Reviewers unanimously termed this project "high risk/high gain". Identifying new ways to increase the stability of the Treg cell phenotype and function is important not only for the clinical applicability of SC-derived therapies and achieving long-term tolerance, but also in utilizing the cell population for treatment of autoimmune disease. If successful, this proposal would impact all of these areas and was thus considered "high gain". Reviewers thought that the focus on one particular TF was both innovative and creative and incorporated state-of-the-art molecular and cellular biology.
Despite this high impact and a scientific rationale that was for the most part well justified and strong, there were several aspects of the research plan that reviewers considered "high risk". Reviewers were particularly concerned about the Treg differentiation portion of the application. They commented that expression of these TFs might not be sufficient to induce commitment and adequate differentiation of multipotent stem cell precursors to the Treg lineage, an issue that was not addressed by alternative plans. Reviewers also agreed that the study plan provided limited details on how the specific TFs that impacted Treg cell fate would be identified, which cellular subsets would be compared, and what type of output would be used. Finally, reviewers commented that the applicants do not discuss the issue of antigen-specificity of their in vitro generated Tregs. Some reviewers thought that generation of antigen-specific Tregs might be necessary for the in vivo testing of Treg function proposed in Aim 3, and one reviewer noted that antigen-specificity is an essential parameter in achieving sufficient and long-lasting tolerance to the targeted auto-antigen(s) in autoimmunity and/or donor-specific allo-antigen(s) in tissue transplantation. Other reviewers, however, thought that polyclonally-activated cells, which contain a small number of auto or crossreactive Tregs, might be sufficient for this purpose. Despite these feasibility concerns, the reviewers agreed that the proposal was carefully designed to give meaningful results and that the timelines were reasonable.

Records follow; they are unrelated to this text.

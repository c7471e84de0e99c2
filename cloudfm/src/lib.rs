pub mod archive;
pub mod config;
pub mod controller;
pub mod prompt;
pub mod storage;
pub mod sync;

The reviewers considered the principal investigator (PI) to be outstanding. The PI has knowledge in immunology, transcription factor regulation, and T cells in development that would be highly beneficial in the embryonic stem cell and induced pluripotent stem cell field. Reviewers did note that the team lacked adequate SC expertise, particularly in the area of cellular reprogramming and thought the project would benefit from the addition of someone with this expertise. However, the PI’s track record as an innovative and successful investigator, combined with the excellent environment, is likely to bring success.
Overall the reviewers were highly enthusiastic about this "high risk/high gain" proposal and thought their feasibility concerns could be successfully addressed by this outstanding PI.